Live Review: Leprous, The Ocean - ULU, London
Review by Robbie Maguire
Coming off the back of the stunning new album, 'Pitfalls' and with only two U.K dates in support of its release the demand for tickets at this their London show was always going to be high. The strong three band bill which included Port Noir and The Ocean also added to the excitement and anticipation of this show.
The high turnout and early start, or rather the 'band plays as the doors open' policy that so many venues employ meant many punters, me included were still queuing whilst Port Noir opened up the evening.
One could be forgiven for thinking that this was a 'The Ocean' headline show such was the response they received from an enthusiastic and interactive crowd. Moody, simple yet effective plain single colour lighting lit the band from behind and with a good dose of dry ice only adding to the electric atmosphere.
Naturally the band were tight (the sound within ULU was superb) and when they hit their heavy bass driven groove they were a joy to watch and listen to. Receiving a reaction from sizable portion of the crowd who seemed familiar with their songs only seem to buoy the band who on any night could potentially upstage the headliners.
Not on this night though. The anticipation in the air for Leprous was clearly palpable and they took to the stage like returning heroes, greeted by a passionate, devoted army of fans. The question for me before a note was played was how they were going to take the emotional energy, feeling and power of 'Pitfalls' and transfer that into the live setting?

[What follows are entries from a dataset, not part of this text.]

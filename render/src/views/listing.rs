//! Annotated text listings (disasm, source, peek)

use crate::error::ReportError;
use crate::report::Report;

/// Write the report's listing entries into one text buffer, stopping after
/// `max_entries` entries.
pub fn render_listing(report: &Report, max_entries: usize) -> Result<String, ReportError> {
    let entries = report.listing()?;
    let mut text = String::new();
    for entry in entries.iter().take(max_entries) {
        text.push_str(entry);
    }
    if entries.len() > max_entries {
        text.push_str(&format!(
            "... {} more entries not shown\n",
            entries.len() - max_entries
        ));
    }
    Ok(text)
}

#[cfg(test)]
mod tests {
    use super::*;
    use crate::report::{Command, ValueFormat};

    fn report(entries: Vec<String>) -> Report {
        Report {
            command: Command::Disasm("main".into()),
            sample_index: 0,
            total: 0,
            graph: None,
            labels: Vec::new(),
            format: ValueFormat {
                unit: "count".into(),
                mean: false,
            },
            listing: Some(entries),
        }
    }

    #[test]
    fn test_entries_are_concatenated() {
        let r = report(vec!["a\n".into(), "b\n".into()]);
        assert_eq!(render_listing(&r, 10).unwrap(), "a\nb\n");
    }

    #[test]
    fn test_cap_on_entries() {
        let r = report((0..5).map(|i| format!("{}\n", i)).collect());
        assert_eq!(
            render_listing(&r, 2).unwrap(),
            "0\n1\n... 3 more entries not shown\n"
        );
    }

    #[test]
    fn test_graph_report_has_no_listing() {
        let mut r = report(Vec::new());
        r.listing = None;
        assert!(render_listing(&r, 10).is_err());
    }
}
//! Sightline web server
//!
//! Usage: `sightline-web <profile> [base-profile]`. Settings come from
//! `sightline.toml` (or the file named by `SIGHTLINE_CONFIG`) and
//! `SIGHTLINE_*` environment variables.

use anyhow::{Context, Result};
use sightline_render::server::{handler, http};
use sightline_render::source::ProfileDescriptor;
use sightline_render::{AppContext, DiffOptions, RenderLinks, ServerSettings};
use std::net::SocketAddr;
use std::path::PathBuf;
use std::sync::Arc;
use tracing::info;
use tracing_subscriber::EnvFilter;

#[tokio::main]
async fn main() -> Result<()> {
    tracing_subscriber::fmt()
        .with_env_filter(
            EnvFilter::try_from_default_env().unwrap_or_else(|_| EnvFilter::new("info")),
        )
        .init();

    let mut args = std::env::args().skip(1);
    let profile = args
        .next()
        .context("usage: sightline-web <profile> [base-profile]")?;
    let diff = DiffOptions {
        base: args.next().map(|b| ProfileDescriptor::parse(&b)),
        ..Default::default()
    };

    let config_path = std::env::var_os("SIGHTLINE_CONFIG").map(PathBuf::from);
    let settings =
        ServerSettings::load(config_path.as_deref()).context("Failed to load settings")?;
    let addr: SocketAddr = settings
        .listen_addr
        .parse()
        .context("Invalid listen address")?;

    let ctx = AppContext::new(settings);
    let descriptor = ProfileDescriptor::parse(&profile);
    let ui = handler::load_web_ui(&ctx, &descriptor, RenderLinks::local(), &diff)
        .await
        .with_context(|| format!("Failed to load profile {}", descriptor))?;
    info!("Serving {} on http://{}", descriptor, addr);

    http::serve(addr, Arc::new(ui))
        .await
        .context("HTTP server error")?;
    Ok(())
}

A question they answered immediately opening with 'Below' and following up with 'I Lose Hope'. Bold choices to begin a show but two songs that showcase the beauty, strength, fragility and diversity of 'Pitfalls'. With the dry ice machine clearly redundant the crispness and clear lighting meant the rhythmic movements of the band was enhanced.
Clearly they are a tight, cohesive unit and in the live setting each member had a air of watchable confidence. The engaging Einer Solberg predictably took centre stage and was the focal point for much of the show. With 'Pitfalls' being such a strong record vocally it was no great surprise that Solberg was able to deliver his vocals with such power and with the required intimacy when needed. His range is stunning and his performance was note perfect.

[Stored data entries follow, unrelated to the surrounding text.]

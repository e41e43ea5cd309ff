//! Profile loading
//!
//! Profiles come from a local file or an `http(s)://` URL and may be pprof
//! protobuf (optionally gzip-compressed) or the JSON form of
//! [`Profile`].

use async_trait::async_trait;
use flate2::read::GzDecoder;
use prost::Message;
use sightline_shared::Profile;
use std::fmt;
use std::io::Read;
use std::path::PathBuf;
use tracing::info;

use crate::error::SourceError;
use crate::metrics;
use crate::proto::PprofProfile;
use crate::transport::Transport;

/// Where a profile is loaded from.
#[derive(Debug, Clone, PartialEq, Eq)]
pub enum ProfileDescriptor {
    Path(PathBuf),
    Url(String),
}

impl ProfileDescriptor {
    pub fn parse(s: &str) -> Self {
        if s.starts_with("http://") || s.starts_with("https://") {
            ProfileDescriptor::Url(s.to_string())
        } else {
            ProfileDescriptor::Path(PathBuf::from(s))
        }
    }

    fn kind(&self) -> &'static str {
        match self {
            ProfileDescriptor::Path(_) => "file",
            ProfileDescriptor::Url(_) => "http",
        }
    }
}

impl fmt::Display for ProfileDescriptor {
    fn fmt(&self, f: &mut fmt::Formatter<'_>) -> fmt::Result {
        match self {
            ProfileDescriptor::Path(p) => write!(f, "{}", p.display()),
            ProfileDescriptor::Url(u) => f.write_str(u),
        }
    }
}

/// Fetches profiles.
#[async_trait]
pub trait ProfileSource: Send + Sync {
    async fn fetch(&self, descriptor: &ProfileDescriptor) -> Result<Profile, SourceError>;
}

/// Reads local files with `tokio::fs` and remote profiles through the
/// shared transport.
#[derive(Clone, Debug)]
pub struct DefaultSource {
    transport: Transport,
}

impl DefaultSource {
    pub fn new(transport: Transport) -> Self {
        Self { transport }
    }

    async fn read(&self, descriptor: &ProfileDescriptor) -> Result<Vec<u8>, SourceError> {
        match descriptor {
            ProfileDescriptor::Path(path) => {
                tokio::fs::read(path).await.map_err(|source| SourceError::Io {
                    path: path.display().to_string(),
                    source,
                })
            }
            ProfileDescriptor::Url(url) => self.transport.get(url).await,
        }
    }
}

#[async_trait]
impl ProfileSource for DefaultSource {
    async fn fetch(&self, descriptor: &ProfileDescriptor) -> Result<Profile, SourceError> {
        let result = self
            .read(descriptor)
            .await
            .and_then(|data| decode_profile(&data));
        let status = if result.is_ok() { "ok" } else { "error" };
        metrics::PROFILE_LOADS
            .with_label_values(&[descriptor.kind(), status])
            .inc();
        let profile = result?;
        info!(
            "Loaded profile {}: {} samples, types {:?}",
            descriptor,
            profile.samples.len(),
            profile.sample_type_names()
        );
        Ok(profile)
    }
}

const GZIP_MAGIC: [u8; 2] = [0x1f, 0x8b];

/// Decode raw profile bytes: gzip is unwrapped first, then JSON or pprof
/// protobuf is chosen by the first byte.
pub fn decode_profile(data: &[u8]) -> Result<Profile, SourceError> {
    if data.starts_with(&GZIP_MAGIC) {
        let mut inflated = Vec::new();
        GzDecoder::new(data)
            .read_to_end(&mut inflated)
            .map_err(|e| SourceError::Decode(format!("gzip: {}", e)))?;
        return decode_profile(&inflated);
    }

    let first = data.iter().find(|b| !b.is_ascii_whitespace());
    if first == Some(&b'{') {
        return serde_json::from_slice(data)
            .map_err(|e| SourceError::Decode(format!("json: {}", e)));
    }

    let message =
        PprofProfile::decode(data).map_err(|e| SourceError::Decode(format!("protobuf: {}", e)))?;
    let profile = message.into_profile()?;
    if profile.sample_types.is_empty() {
        return Err(SourceError::Decode("profile has no sample types".to_string()));
    }
    Ok(profile)
}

The energy within the room was lifted further with the anthemic 'From the Flame' with the cellist clearly reveling in his prominent position and enjoying the freedom to move around between the constantly writhing guitarists. 'Alliviate' and 'At the Bottom' both sat mid set and were prime examples of where the fragility and intimacy were replaced with sheer emotional power. The songs just seemed heavier sonically and in feeling. The latter saw a one of the guitarists manning a keyboard. Solberg commented earlier that they had all been learning new instruments for the new album. The band confidently looked and sounded far from a band only recently adding new sounds to their accomplished playing.
Material from 'Pitfalls' made up the majority of the setlist although older cuts such as 'The Price' and 'Third Law' proved very popular. Whilst the newer songs displayed the bands current position as purveyors of heart wrenching emotional progressive music it was the older tracks that really saw the crowd moving. The Djenty, marauding rhythm of 'Third Law' was a highlight among many highlights. What Leprous do so very well is pull you in with their engaging clever melodies and with songs that slowly build up and where you know a crescendo is coming. Live, that euphoric high is increased.
Those in attendance yearning for some heavier cuts from their back catalogue did not leave disappointed. The epic closer to 'Pitfalls', 'The Sky is Red' sounded more metallic and bigger tonight and was a triumphant way to finish a quite stunning live performance. Tonight Leprous further cemented their position as a truly amazing live band and one I feel honoured to have witnessed this evening.